We often dread Winter in the Falkland Islands, as I’m sure many people would understand looking at the map I posted a while back. The truth is, it’s never quite as bad as we’re expecting. Sometimes, I get the feeling that we’re waiting for Winter to ‘kick in’, and it never really does. Yes, it gets cold but I wouldn’t say it’s much worse than the UK. With things like Liberation Day and the upcoming Midwinter Swim coming up as the year goes on, there’s always things to do and I’ve alluded to the social aspects of life here before. Still, half term was last week and the extra bank holiday of Liberation Day gave way to an opportunity for a weekend away. We headed out to Johnsons Harbour, a settlement most often visited as the jumping off point for the trip to Volunteer Point.
It’s only about 45 minutes out of Stanley driving up the North Camp (gravel) road but it makes all the difference to get away from town and relax away from it all. This trip was unusual for us as we didn’t have specific plans (given that the peat soaks up too much water for most off-roading) so we were in for time spent with friends, likely doing some walking and relaxing in the evenings.
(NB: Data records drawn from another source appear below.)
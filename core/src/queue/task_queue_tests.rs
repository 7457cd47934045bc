//! Tests for the priority task queue
//!
//! Ordering, eviction, coalescing, failure isolation and shutdown.

use std::sync::{Arc, Mutex};
use std::time::Duration;

use argus_types::{Priority, QueueConfig};

use super::PriorityTaskQueue;
use crate::error::ActionError;

fn config(max_queue_size: usize, max_concurrency: usize) -> QueueConfig {
    QueueConfig {
        max_queue_size,
        max_concurrency,
        ..QueueConfig::default()
    }
}

type Log = Arc<Mutex<Vec<String>>>;

/// Enqueue work that appends `label` to `log` when it runs.
fn enqueue_logged(
    queue: &PriorityTaskQueue,
    log: &Log,
    label: &str,
    priority: Priority,
    key: Option<&str>,
) -> bool {
    let log = Arc::clone(log);
    let label = label.to_string();
    queue.try_enqueue(label.clone(), priority, key, move || async move {
        log.lock().unwrap().push(label);
        Ok(())
    })
}

async fn wait_until(mut cond: impl FnMut() -> bool) {
    for _ in 0..2_000 {
        if cond() {
            return;
        }
        tokio::time::sleep(Duration::from_millis(5)).await;
    }
    panic!("condition not reached in time");
}

// ─────────────────────────────────────────────────────────────────────────────
// Ordering
// ─────────────────────────────────────────────────────────────────────────────

#[tokio::test(start_paused = true)]
async fn test_drains_highest_priority_first_fifo_within_level() {
    let queue = PriorityTaskQueue::new(&config(16, 1));
    let log: Log = Arc::default();

    enqueue_logged(&queue, &log, "low", Priority::Low, None);
    enqueue_logged(&queue, &log, "crit-1", Priority::Critical, None);
    enqueue_logged(&queue, &log, "normal", Priority::Normal, None);
    enqueue_logged(&queue, &log, "crit-2", Priority::Critical, None);
    enqueue_logged(&queue, &log, "maint", Priority::Maintenance, None);

    let expected = vec!["crit-1", "crit-2", "normal", "low", "maint"];
    assert_eq!(queue.pending_ids(), expected);

    queue.start();
    wait_until(|| queue.statistics().totals().processed == 5).await;
    assert_eq!(*log.lock().unwrap(), expected);
    queue.shutdown().await;
}

// ─────────────────────────────────────────────────────────────────────────────
// Overflow
// ─────────────────────────────────────────────────────────────────────────────

#[tokio::test]
async fn test_critical_never_dropped_while_low_is_evictable() {
    let queue = PriorityTaskQueue::new(&config(4, 1));
    let log: Log = Arc::default();

    for i in 0..4 {
        assert!(enqueue_logged(&queue, &log, &format!("low-{i}"), Priority::Low, None));
    }
    for i in 0..4 {
        assert!(
            enqueue_logged(&queue, &log, &format!("crit-{i}"), Priority::Critical, None),
            "critical item {i} must evict a low item"
        );
    }

    let stats = queue.statistics();
    assert_eq!(stats.level(Priority::Low).evicted, 4);
    assert_eq!(stats.level(Priority::Critical).enqueued, 4);
    assert_eq!(stats.level(Priority::Critical).dropped, 0);
    assert_eq!(stats.pending, 4);
    assert_eq!(queue.pending_ids(), vec!["crit-0", "crit-1", "crit-2", "crit-3"]);

    // Nothing lower left to evict
    assert!(!enqueue_logged(&queue, &log, "crit-4", Priority::Critical, None));
    assert_eq!(queue.statistics().level(Priority::Critical).dropped, 1);
}

#[tokio::test]
async fn test_eviction_takes_oldest_of_lowest_level() {
    let queue = PriorityTaskQueue::new(&config(3, 1));
    let log: Log = Arc::default();

    enqueue_logged(&queue, &log, "low-old", Priority::Low, None);
    enqueue_logged(&queue, &log, "maint", Priority::Maintenance, None);
    enqueue_logged(&queue, &log, "low-new", Priority::Low, None);

    assert!(enqueue_logged(&queue, &log, "normal", Priority::Normal, None));
    assert_eq!(queue.pending_ids(), vec!["normal", "low-old", "low-new"]);

    assert!(enqueue_logged(&queue, &log, "high", Priority::High, None));
    assert_eq!(queue.pending_ids(), vec!["high", "normal", "low-new"]);

    let stats = queue.statistics();
    assert_eq!(stats.level(Priority::Maintenance).evicted, 1);
    assert_eq!(stats.level(Priority::Low).evicted, 1);
}

// ─────────────────────────────────────────────────────────────────────────────
// Coalescing
// ─────────────────────────────────────────────────────────────────────────────

#[tokio::test(start_paused = true)]
async fn test_coalescing_keeps_latest_factory() {
    let queue = PriorityTaskQueue::new(&config(8, 1));
    let log: Log = Arc::default();

    assert!(enqueue_logged(&queue, &log, "first", Priority::Normal, Some("refresh")));
    assert!(enqueue_logged(&queue, &log, "second", Priority::Normal, Some("refresh")));
    assert!(enqueue_logged(&queue, &log, "other", Priority::Normal, Some("sample")));

    assert_eq!(queue.len(), 2);
    assert_eq!(queue.pending_ids(), vec!["second", "other"]);
    assert_eq!(queue.statistics().level(Priority::Normal).coalesced, 1);

    queue.start();
    wait_until(|| queue.statistics().totals().processed == 2).await;
    assert_eq!(*log.lock().unwrap(), vec!["second", "other"]);
    queue.shutdown().await;
}

#[tokio::test(start_paused = true)]
async fn test_coalesced_replacement_goes_behind_later_work() {
    let queue = PriorityTaskQueue::new(&config(8, 1));
    let log: Log = Arc::default();

    assert!(enqueue_logged(&queue, &log, "buff-1", Priority::Normal, Some("buff")));
    assert!(enqueue_logged(&queue, &log, "loot", Priority::Normal, None));
    assert!(enqueue_logged(&queue, &log, "buff-2", Priority::Normal, Some("buff")));

    assert_eq!(queue.pending_ids(), vec!["loot", "buff-2"]);

    queue.start();
    wait_until(|| queue.statistics().totals().processed == 2).await;
    assert_eq!(*log.lock().unwrap(), vec!["loot", "buff-2"]);
    queue.shutdown().await;
}

#[tokio::test]
async fn test_coalescing_does_not_need_free_capacity() {
    let queue = PriorityTaskQueue::new(&config(1, 1));
    let log: Log = Arc::default();

    assert!(enqueue_logged(&queue, &log, "a", Priority::Low, Some("k")));
    assert!(enqueue_logged(&queue, &log, "b", Priority::Low, Some("k")));
    assert_eq!(queue.pending_ids(), vec!["b"]);
    assert_eq!(queue.statistics().totals().dropped, 0);
}

// ─────────────────────────────────────────────────────────────────────────────
// Execution
// ─────────────────────────────────────────────────────────────────────────────

#[tokio::test(start_paused = true)]
async fn test_failures_are_contained_and_counted() {
    let queue = PriorityTaskQueue::new(&config(8, 1));
    let log: Log = Arc::default();

    queue.try_enqueue("fails", Priority::High, None, || async {
        Err(ActionError::Failed("no target".to_string()))
    });
    queue.try_enqueue("panics", Priority::High, None, || async {
        let explode = true;
        if explode {
            panic!("injector crashed");
        }
        Ok(())
    });
    enqueue_logged(&queue, &log, "survivor", Priority::Normal, None);

    queue.start();
    wait_until(|| queue.statistics().totals().processed == 1).await;

    let stats = queue.statistics();
    assert_eq!(stats.level(Priority::High).failed, 2);
    assert_eq!(stats.level(Priority::Normal).processed, 1);
    assert_eq!(*log.lock().unwrap(), vec!["survivor"]);
    queue.shutdown().await;
}

#[tokio::test(start_paused = true)]
async fn test_timeout_counts_as_failure() {
    let queue = PriorityTaskQueue::new(&QueueConfig {
        task_timeout_ms: 30_000,
        ..config(8, 1)
    });

    queue.try_enqueue("hangs", Priority::Normal, None, || async {
        tokio::time::sleep(Duration::from_secs(120)).await;
        Ok(())
    });
    queue.start();

    tokio::time::sleep(Duration::from_secs(31)).await;
    wait_until(|| queue.statistics().totals().timed_out == 1).await;

    let totals = queue.statistics().totals();
    assert_eq!(totals.failed, 1);
    assert_eq!(totals.processed, 0);
    queue.shutdown().await;
}

#[tokio::test(start_paused = true)]
async fn test_workers_run_concurrently() {
    let queue = PriorityTaskQueue::new(&config(8, 2));
    for i in 0..4 {
        queue.try_enqueue(format!("sleep-{i}"), Priority::Normal, None, || async {
            tokio::time::sleep(Duration::from_millis(100)).await;
            Ok(())
        });
    }
    queue.start();

    tokio::time::sleep(Duration::from_millis(150)).await;
    assert_eq!(queue.statistics().totals().processed, 2);

    tokio::time::sleep(Duration::from_millis(100)).await;
    assert_eq!(queue.statistics().totals().processed, 4);
    queue.shutdown().await;
}

#[tokio::test]
async fn test_shutdown_drops_pending_and_rejects_new_work() {
    let queue = PriorityTaskQueue::new(&config(8, 1));
    let log: Log = Arc::default();

    enqueue_logged(&queue, &log, "a", Priority::Low, None);
    enqueue_logged(&queue, &log, "b", Priority::High, None);

    assert_eq!(queue.shutdown().await, 2);
    assert!(queue.is_empty());
    assert!(!enqueue_logged(&queue, &log, "late", Priority::Critical, None));

    let stats = queue.statistics();
    assert_eq!(stats.level(Priority::Low).dropped, 1);
    assert_eq!(stats.level(Priority::High).dropped, 1);
    assert_eq!(stats.level(Priority::Critical).dropped, 1);
    assert!(log.lock().unwrap().is_empty());
}
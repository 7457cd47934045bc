use serde::{Deserialize, Serialize};

use crate::color::{ColorMetric, Rgb};

/// Trigger-on-state or trigger-on-transition.
#[derive(Debug, Clone, Copy, PartialEq, Eq, Default, Serialize, Deserialize)]
#[serde(rename_all = "snake_case")]
pub enum ProbeMode {
    #[default]
    Level,
    Edge,
}

/// Where a probe reads its pixels.
#[derive(Debug, Clone, Copy, PartialEq, Serialize, Deserialize)]
#[serde(tag = "kind", rename_all = "snake_case")]
pub enum ProbeGeometry {
    /// Box of `(2 * radius + 1)^2` pixels centred on `(x, y)`, averaged.
    Point {
        x: u32,
        y: u32,
        #[serde(default)]
        radius: u32,
    },
    /// Horizontal bar `[start_x, end_x)` on row `y`. The probe color is read
    /// at `monitor_percentage` of the bar width.
    Bar {
        start_x: u32,
        end_x: u32,
        y: u32,
        monitor_percentage: f64,
    },
}

/// Immutable description of a monitored region.
#[derive(Debug, Clone, PartialEq, Serialize, Deserialize)]
pub struct ProbeConfig {
    pub name: String,

    #[serde(flatten)]
    pub geometry: ProbeGeometry,

    #[serde(default)]
    pub mode: ProbeMode,

    #[serde(default)]
    pub metric: ColorMetric,

    /// Reference color
    pub color: Rgb,

    /// Secondary color for two-color edge transitions
    #[serde(default, skip_serializing_if = "Option::is_none")]
    pub to_color: Option<Rgb>,

    /// Maximum distance still considered a match
    pub tolerance: f64,

    /// Minimum time between two accepted triggers of this probe
    #[serde(default, skip_serializing_if = "Option::is_none")]
    pub debounce_ms: Option<u64>,
}

impl ProbeConfig {
    pub fn point(name: impl Into<String>, x: u32, y: u32, color: Rgb, tolerance: f64) -> Self {
        Self {
            name: name.into(),
            geometry: ProbeGeometry::Point { x, y, radius: 0 },
            mode: ProbeMode::Level,
            metric: ColorMetric::Rgb,
            color,
            to_color: None,
            tolerance,
            debounce_ms: None,
        }
    }

    pub fn bar(
        name: impl Into<String>,
        start_x: u32,
        end_x: u32,
        y: u32,
        monitor_percentage: f64,
        color: Rgb,
        tolerance: f64,
    ) -> Self {
        Self {
            name: name.into(),
            geometry: ProbeGeometry::Bar {
                start_x,
                end_x,
                y,
                monitor_percentage,
            },
            mode: ProbeMode::Level,
            metric: ColorMetric::Rgb,
            color,
            to_color: None,
            tolerance,
            debounce_ms: None,
        }
    }

    pub fn with_mode(mut self, mode: ProbeMode) -> Self {
        self.mode = mode;
        self
    }

    pub fn with_metric(mut self, metric: ColorMetric) -> Self {
        self.metric = metric;
        self
    }

    pub fn with_to_color(mut self, to_color: Rgb) -> Self {
        self.to_color = Some(to_color);
        self
    }

    pub fn with_debounce_ms(mut self, debounce_ms: u64) -> Self {
        self.debounce_ms = Some(debounce_ms);
        self
    }

    pub fn is_bar(&self) -> bool {
        matches!(self.geometry, ProbeGeometry::Bar { .. })
    }
}
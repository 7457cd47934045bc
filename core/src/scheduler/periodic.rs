//! Drift-corrected periodic and one-shot task loops.

use std::sync::{Arc, Mutex};
use std::time::Duration;

use argus_types::Priority;
use hashbrown::HashMap;
use tokio::sync::watch;
use tokio::task::JoinHandle;
use tokio::time::Instant;
use tracing::debug;

use crate::lock;
use crate::queue::{ActionFuture, ExecutionLimits, Outcome, PriorityTaskQueue, WorkFactory};
use crate::queue::{run_guarded, shutdown_requested};

/// Periodic action body, invoked once per tick.
pub type RepeatingAction = Arc<dyn Fn() -> ActionFuture + Send + Sync + 'static>;

/// Running statistics of one periodic or one-shot task.
#[derive(Debug, Clone, Default, PartialEq)]
pub struct PeriodicTaskStats {
    pub period: Duration,
    pub priority: Priority,
    /// Includes failed executions
    pub executions: u64,
    pub failures: u64,
    /// Times the loop fell behind and re-anchored its deadline to now
    pub resyncs: u64,
    pub last_duration: Option<Duration>,
    pub max_duration: Duration,
    pub next_deadline: Option<Instant>,
    total_duration: Duration,
}

impl PeriodicTaskStats {
    fn new(period: Duration, priority: Priority) -> Self {
        Self {
            period,
            priority,
            ..Self::default()
        }
    }

    fn record(&mut self, elapsed: Duration, success: bool) {
        self.executions += 1;
        if !success {
            self.failures += 1;
        }
        self.last_duration = Some(elapsed);
        self.max_duration = self.max_duration.max(elapsed);
        self.total_duration += elapsed;
    }

    pub fn average_duration(&self) -> Option<Duration> {
        (self.executions > 0)
            .then(|| Duration::from_secs_f64(self.total_duration.as_secs_f64() / self.executions as f64))
    }
}

pub(super) enum TaskBody {
    Repeating(RepeatingAction),
    Once(Option<WorkFactory>),
}

impl TaskBody {
    fn next_factory(&mut self) -> Option<WorkFactory> {
        match self {
            TaskBody::Repeating(action) => {
                let action = Arc::clone(action);
                Some(Box::new(move || action()))
            }
            TaskBody::Once(factory) => factory.take(),
        }
    }

    fn is_once(&self) -> bool {
        matches!(self, TaskBody::Once(_))
    }
}

// ═══════════════════════════════════════════════════════════════════════════
// Registry
// ═══════════════════════════════════════════════════════════════════════════

struct Entry {
    generation: u64,
    handle: JoinHandle<()>,
    stats: Arc<Mutex<PeriodicTaskStats>>,
}

#[derive(Default)]
struct RegistryState {
    entries: HashMap<String, Entry>,
    next_generation: u64,
}

/// Live task loops keyed by id. A generation number keeps a finished loop
/// from unregistering the loop that replaced it.
#[derive(Clone, Default)]
pub(super) struct Registry {
    state: Arc<Mutex<RegistryState>>,
}

impl Registry {
    /// Register a loop under `id`, aborting any loop it replaces.
    /// `spawn` runs under the registry lock so the new loop cannot
    /// unregister itself before it is recorded.
    pub(super) fn insert_with(
        &self,
        id: &str,
        stats: Arc<Mutex<PeriodicTaskStats>>,
        spawn: impl FnOnce(u64) -> JoinHandle<()>,
    ) -> bool {
        let mut state = lock(&self.state);
        let generation = state.next_generation;
        state.next_generation += 1;

        let handle = spawn(generation);
        let replaced = state.entries.insert(
            id.to_string(),
            Entry {
                generation,
                handle,
                stats,
            },
        );
        match replaced {
            Some(old) => {
                old.handle.abort();
                true
            }
            None => false,
        }
    }

    fn release(&self, id: &str, generation: u64) {
        let mut state = lock(&self.state);
        if state
            .entries
            .get(id)
            .is_some_and(|entry| entry.generation == generation)
        {
            state.entries.remove(id);
        }
    }

    pub(super) fn cancel(&self, id: &str) -> bool {
        match lock(&self.state).entries.remove(id) {
            Some(entry) => {
                entry.handle.abort();
                true
            }
            None => false,
        }
    }

    pub(super) fn stats(&self, id: &str) -> Option<PeriodicTaskStats> {
        lock(&self.state)
            .entries
            .get(id)
            .map(|entry| lock(&entry.stats).clone())
    }

    pub(super) fn ids(&self) -> Vec<String> {
        let mut ids: Vec<_> = lock(&self.state).entries.keys().cloned().collect();
        ids.sort();
        ids
    }

    pub(super) fn take_all(&self) -> Vec<JoinHandle<()>> {
        lock(&self.state)
            .entries
            .drain()
            .map(|(_, entry)| entry.handle)
            .collect()
    }
}

// ═══════════════════════════════════════════════════════════════════════════
// Loop
// ═══════════════════════════════════════════════════════════════════════════

pub(super) struct LoopContext {
    pub client: Arc<str>,
    pub registry: Registry,
    pub dispatch: Option<PriorityTaskQueue>,
    pub limits: ExecutionLimits,
    pub max_lag: Duration,
}

pub(super) struct TaskLoop {
    pub id: String,
    pub generation: u64,
    pub priority: Priority,
    pub period: Duration,
    pub first_run: Instant,
    pub body: TaskBody,
    pub stats: Arc<Mutex<PeriodicTaskStats>>,
}

impl TaskLoop {
    pub(super) fn new_stats(period: Duration, priority: Priority) -> Arc<Mutex<PeriodicTaskStats>> {
        Arc::new(Mutex::new(PeriodicTaskStats::new(period, priority)))
    }

    pub(super) async fn run(mut self, ctx: LoopContext, mut shutdown: watch::Receiver<bool>) {
        let mut next_run = self.first_run;
        lock(&self.stats).next_deadline = Some(next_run);

        loop {
            tokio::select! {
                biased;
                _ = shutdown_requested(&mut shutdown) => break,
                _ = tokio::time::sleep_until(next_run) => {}
            }

            // Anchor to the previous deadline, not to completion time
            let now = Instant::now();
            let lag = now.saturating_duration_since(next_run);
            if lag > ctx.max_lag {
                debug!(client = %ctx.client, task = %self.id, ?lag, "periodic task behind, resynchronising");
                lock(&self.stats).resyncs += 1;
                next_run = now;
            }
            next_run += self.period;

            let Some(factory) = self.body.next_factory() else {
                break;
            };
            let once = self.body.is_once();
            lock(&self.stats).next_deadline = (!once).then_some(next_run);

            match &ctx.dispatch {
                Some(queue) => self.dispatch(queue, &ctx.client, factory),
                None => {
                    if !execute(&self.id, &self.stats, factory, &ctx, &mut shutdown).await {
                        break;
                    }
                }
            }

            if once {
                break;
            }
        }

        ctx.registry.release(&self.id, self.generation);
        debug!(client = %ctx.client, task = %self.id, "task loop finished");
    }

    /// Hand the tick to the shared queue; a tick still pending from the
    /// previous period is replaced rather than duplicated.
    fn dispatch(&self, queue: &PriorityTaskQueue, client: &str, factory: WorkFactory) {
        let key = format!("{client}/{}", self.id);
        let stats = Arc::clone(&self.stats);
        let accepted = queue.try_enqueue(key.clone(), self.priority, Some(&key), move || async move {
            let started = Instant::now();
            let result = factory().await;
            lock(&stats).record(started.elapsed(), result.is_ok());
            result
        });
        if !accepted {
            debug!(client, task = %self.id, "periodic tick dropped by dispatch queue");
        }
    }
}

/// Run inline. Returns false when shutdown cancelled the execution.
async fn execute(
    id: &str,
    stats: &Arc<Mutex<PeriodicTaskStats>>,
    factory: WorkFactory,
    ctx: &LoopContext,
    shutdown: &mut watch::Receiver<bool>,
) -> bool {
    let outcome = run_guarded(id, factory(), ctx.limits, shutdown).await;
    let mut stats = lock(stats);
    match outcome {
        Outcome::Completed { elapsed } => stats.record(elapsed, true),
        Outcome::Failed { elapsed, .. } => stats.record(elapsed, false),
        Outcome::TimedOut { .. } => stats.record(ctx.limits.timeout, false),
        Outcome::Cancelled => return false,
    }
    true
}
Johnsons didn’t disappoint, especially as the accommodation is so nice. The coastline is sheltered and great for just walking the wilderness. As with so often here in these Islands, we stumbled on a little maritime history (there are, after all, 126 known shipwrecks here in the Islands).
Storytime (courtesy of some information in the self-catering, much of which I suspect needs revisiting): In 1833, the Magellan (a small, French whale catcher) wrecked on this beach. The crew stayed on the beach in tents made from their sails before the Beagle happened to stop by. You might know that name from the ship’s Captain (Fitzroy) and Charles Darwin on board. They picked up the crew and lifted as much of their things as they could (as well as buying a lot for firewood) before taking them onto South America (where the remaining cargo was sold with 20% going to Fitzroy, so it wasn’t all kindness). Sadly, Darwin’s clerk went missing and his rifle and some belongings were found on this beach. His body turned up not long after, seemingly having been caught in the kelp as he was trying to shoot and collect ducks for Darwin. He remains buried at nearby Port Louis, I understand. What you see below is all that appears to remain of the Magellan (you can just make out the outline of her at low tide). Still, an nice unexpected surprise for a History teacher.
Back on our story, we also enjoy Johnsons as they have my favourite farm animals and they’re brilliantly tame: That did make us feel a LITTLE bit bad about the evening barbecue:The other exciting thing about visits to Camp is the opportunity to stargaze and improve on my photography by making use of the clear skies and lack of light pollution here:
It’s so nice to have so many options for weekends away in different places. I’m also very pleased with how my photography is improving here. I was worried that I wouldn’t be gaining as many skills as Han seems to be but it’s just another example of the unexpected effects that moving here has had on both of us. Next up, learning to ride the motorbike I recently bought!!!